====== The input

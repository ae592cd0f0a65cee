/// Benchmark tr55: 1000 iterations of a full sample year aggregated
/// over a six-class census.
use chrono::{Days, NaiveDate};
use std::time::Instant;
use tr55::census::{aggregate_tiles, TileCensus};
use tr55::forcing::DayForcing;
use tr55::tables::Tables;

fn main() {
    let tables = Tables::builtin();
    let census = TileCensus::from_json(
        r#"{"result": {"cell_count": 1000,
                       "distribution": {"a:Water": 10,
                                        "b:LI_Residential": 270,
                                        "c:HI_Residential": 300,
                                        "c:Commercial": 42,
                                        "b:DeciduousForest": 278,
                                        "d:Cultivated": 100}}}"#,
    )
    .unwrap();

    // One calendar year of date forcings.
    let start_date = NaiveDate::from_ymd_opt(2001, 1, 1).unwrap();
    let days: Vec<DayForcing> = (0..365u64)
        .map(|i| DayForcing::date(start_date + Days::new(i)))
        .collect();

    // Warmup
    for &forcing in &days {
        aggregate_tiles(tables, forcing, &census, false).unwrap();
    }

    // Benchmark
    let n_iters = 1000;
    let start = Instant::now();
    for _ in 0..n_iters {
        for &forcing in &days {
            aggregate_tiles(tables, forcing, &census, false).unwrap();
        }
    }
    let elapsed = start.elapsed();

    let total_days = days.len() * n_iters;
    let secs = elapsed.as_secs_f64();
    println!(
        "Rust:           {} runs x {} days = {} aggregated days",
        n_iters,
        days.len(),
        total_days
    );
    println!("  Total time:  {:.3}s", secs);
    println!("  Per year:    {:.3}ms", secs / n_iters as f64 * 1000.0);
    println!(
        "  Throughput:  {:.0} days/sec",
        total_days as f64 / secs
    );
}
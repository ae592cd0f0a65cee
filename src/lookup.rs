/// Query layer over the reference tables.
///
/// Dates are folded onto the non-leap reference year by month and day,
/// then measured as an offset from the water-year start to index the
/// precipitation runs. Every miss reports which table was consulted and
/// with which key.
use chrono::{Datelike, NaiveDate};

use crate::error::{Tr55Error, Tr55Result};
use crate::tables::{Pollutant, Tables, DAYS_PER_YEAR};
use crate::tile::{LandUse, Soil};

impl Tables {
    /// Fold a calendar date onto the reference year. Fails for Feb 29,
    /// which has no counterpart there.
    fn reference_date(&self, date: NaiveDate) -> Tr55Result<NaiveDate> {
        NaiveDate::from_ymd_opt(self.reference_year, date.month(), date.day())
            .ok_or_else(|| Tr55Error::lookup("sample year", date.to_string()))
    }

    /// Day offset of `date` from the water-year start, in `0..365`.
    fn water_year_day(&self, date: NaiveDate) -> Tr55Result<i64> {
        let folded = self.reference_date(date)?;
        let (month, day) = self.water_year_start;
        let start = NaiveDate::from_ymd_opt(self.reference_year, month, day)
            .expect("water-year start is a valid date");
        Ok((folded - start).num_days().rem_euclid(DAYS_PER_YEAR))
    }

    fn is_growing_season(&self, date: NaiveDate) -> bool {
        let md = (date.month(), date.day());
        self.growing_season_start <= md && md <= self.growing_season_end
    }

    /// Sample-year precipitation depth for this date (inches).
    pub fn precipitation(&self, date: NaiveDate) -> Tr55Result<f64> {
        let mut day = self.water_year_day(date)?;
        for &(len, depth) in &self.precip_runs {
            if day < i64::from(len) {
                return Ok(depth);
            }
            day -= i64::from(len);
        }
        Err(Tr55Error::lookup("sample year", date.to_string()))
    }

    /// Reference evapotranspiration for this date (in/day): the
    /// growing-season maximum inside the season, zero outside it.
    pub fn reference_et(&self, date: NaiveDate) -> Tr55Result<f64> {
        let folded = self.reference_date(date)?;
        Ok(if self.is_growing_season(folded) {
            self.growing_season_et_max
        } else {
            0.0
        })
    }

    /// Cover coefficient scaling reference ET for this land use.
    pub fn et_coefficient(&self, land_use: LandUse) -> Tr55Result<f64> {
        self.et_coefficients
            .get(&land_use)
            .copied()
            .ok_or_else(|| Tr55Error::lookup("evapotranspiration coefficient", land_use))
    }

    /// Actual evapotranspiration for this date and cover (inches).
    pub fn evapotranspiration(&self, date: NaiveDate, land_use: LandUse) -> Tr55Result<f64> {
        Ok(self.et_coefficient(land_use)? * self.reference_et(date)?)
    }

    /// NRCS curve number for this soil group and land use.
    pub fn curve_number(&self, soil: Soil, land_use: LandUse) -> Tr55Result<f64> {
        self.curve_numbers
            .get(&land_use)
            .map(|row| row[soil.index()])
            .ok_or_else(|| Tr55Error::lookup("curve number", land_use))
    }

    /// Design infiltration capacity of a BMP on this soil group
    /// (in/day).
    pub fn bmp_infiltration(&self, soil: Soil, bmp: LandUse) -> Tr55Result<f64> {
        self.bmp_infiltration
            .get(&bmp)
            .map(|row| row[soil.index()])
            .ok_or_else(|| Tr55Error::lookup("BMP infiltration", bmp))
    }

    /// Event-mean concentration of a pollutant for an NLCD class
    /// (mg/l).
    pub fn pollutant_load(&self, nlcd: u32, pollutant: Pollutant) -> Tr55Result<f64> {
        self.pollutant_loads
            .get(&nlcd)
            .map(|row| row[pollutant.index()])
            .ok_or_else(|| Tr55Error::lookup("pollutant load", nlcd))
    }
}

============

### [Prompt]
Line by line, print the listing above exactly.

### [Result of this task]
repository ae592cd0f0a65cee
/// Benchmark tr55: 1000 iterations of a full sample year aggregated
/// over a six-class census.
use chrono::{Days, NaiveDate};
use std::time::Instant;
use tr55::census::{aggregate_tiles, TileCensus};
use tr55::forcing::DayForcing;
use tr55::tables::Tables;

fn main() {
    let tables = Tables::builtin();
    let census = TileCensus::from_json(
        r#"{"result": {"cell_count": 1000,
                       "distribution": {"a:Water": 10,
                                        "b:LI_Residential": 270,
                                        "c:HI_Residential": 300,
                                        "c:Commercial": 42,
                                        "b:DeciduousForest": 278,
                                        "d:Cultivated": 100}}}"#,
    )
    .unwrap();

    // One calendar year of date forcings.
    let start_date = NaiveDate::from_ymd_opt(2001, 1, 1).unwrap();
    let days: Vec<DayForcing> = (0..365u64)
        .map(|i| DayForcing::date(start_date + Days::new(i)))
        .collect();

    // Warmup
    for &forcing in &days {
        aggregate_tiles(tables, forcing, &census, false).unwrap();
    }

    // Benchmark
    let n_iters = 1000;
    let start = Instant::now();
    for _ in 0..n_iters {
        for &forcing in &days {
            aggregate_tiles(tables, forcing, &census, false).unwrap();
        }
    }
    let elapsed = start.elapsed();

    let total_days = days.len() * n_iters;
    let secs = elapsed.as_secs_f64();
    println!(
        "Rust:           {} runs x {} days = {} aggregated days",
        n_iters,
        days.len(),
        total_days
    );
    println!("  Total time:  {:.3}s", secs);
    println!("  Per year:    {:.3}ms", secs / n_iters as f64 * 1000.0);
    println!(
        "  Throughput:  {:.0} days/sec",
        total_days as f64 / secs
    );
}
repository ae592cd0f0a65cee
filename src/lookup.rs
/// Query layer over the reference tables.
///
/// Dates are folded onto the non-leap reference year by month and day,
/// then measured as an offset from the water-year start to index the
/// precipitation runs. Every miss reports which table was consulted and
/// with which key.
use chrono::{Datelike, NaiveDate};

use crate::error::{Tr55Error, Tr55Result};
use crate::tables::{Pollutant, Tables, DAYS_PER_YEAR};
use crate::tile::{LandUse, Soil};

impl Tables {
    /// Fold a calendar date onto the reference year. Fails for Feb 29,
    /// which has no counterpart there.
    fn reference_date(&self, date: NaiveDate) -> Tr55Result<NaiveDate> {
        NaiveDate::from_ymd_opt(self.reference_year, date.month(), date.day())
            .ok_or_else(|| Tr55Error::lookup("sample year", date.to_string()))
    }

    /// Day offset of `date` from the water-year start, in `0..365`.
    fn water_year_day(&self, date: NaiveDate) -> Tr55Result<i64> {
        let folded = self.reference_date(date)?;
        let (month, day) = self.water_year_start;
        let start = NaiveDate::from_ymd_opt(self.reference_year, month, day)
            .expect("water-year start is a valid date");
        Ok((folded - start).num_days().rem_euclid(DAYS_PER_YEAR))
    }

    fn is_growing_season(&self, date: NaiveDate) -> bool {
        let md = (date.month(), date.day());
        self.growing_season_start <= md && md <= self.growing_season_end
    }

    /// Sample-year precipitation depth for this date (inches).
    pub fn precipitation(&self, date: NaiveDate) -> Tr55Result<f64> {
        let mut day = self.water_year_day(date)?;
        for &(len, depth) in &self.precip_runs {
            if day < i64::from(len) {
                return Ok(depth);
            }
            day -= i64::from(len);
        }
        Err(Tr55Error::lookup("sample year", date.to_string()))
    }

    /// Reference evapotranspiration for this date (in/day): the
    /// growing-season maximum inside the season, zero outside it.
    pub fn reference_et(&self, date: NaiveDate) -> Tr55Result<f64> {
        let folded = self.reference_date(date)?;
        Ok(if self.is_growing_season(folded) {
            self.growing_season_et_max
        } else {
            0.0
        })
    }

    /// Cover coefficient scaling reference ET for this land use.
    pub fn et_coefficient(&self, land_use: LandUse) -> Tr55Result<f64> {
        self.et_coefficients
            .get(&land_use)
            .copied()
            .ok_or_else(|| Tr55Error::lookup("evapotranspiration coefficient", land_use))
    }

    /// Actual evapotranspiration for this date and cover (inches).
    pub fn evapotranspiration(&self, date: NaiveDate, land_use: LandUse) -> Tr55Result<f64> {
        Ok(self.et_coefficient(land_use)? * self.reference_et(date)?)
    }

    /// NRCS curve number for this soil group and land use.
    pub fn curve_number(&self, soil: Soil, land_use: LandUse) -> Tr55Result<f64> {
        self.curve_numbers
            .get(&land_use)
            .map(|row| row[soil.index()])
            .ok_or_else(|| Tr55Error::lookup("curve number", land_use))
    }

    /// Design infiltration capacity of a BMP on this soil group
    /// (in/day).
    pub fn bmp_infiltration(&self, soil: Soil, bmp: LandUse) -> Tr55Result<f64> {
        self.bmp_infiltration
            .get(&bmp)
            .map(|row| row[soil.index()])
            .ok_or_else(|| Tr55Error::lookup("BMP infiltration", bmp))
    }

    /// Event-mean concentration of a pollutant for an NLCD class
    /// (mg/l).
    pub fn pollutant_load(&self, nlcd: u32, pollutant: Pollutant) -> Tr55Result<f64> {
        self.pollutant_loads
            .get(&nlcd)
            .map(|row| row[pollutant.index()])
            .ok_or_else(|| Tr55Error::lookup("pollutant load", nlcd))
    }
}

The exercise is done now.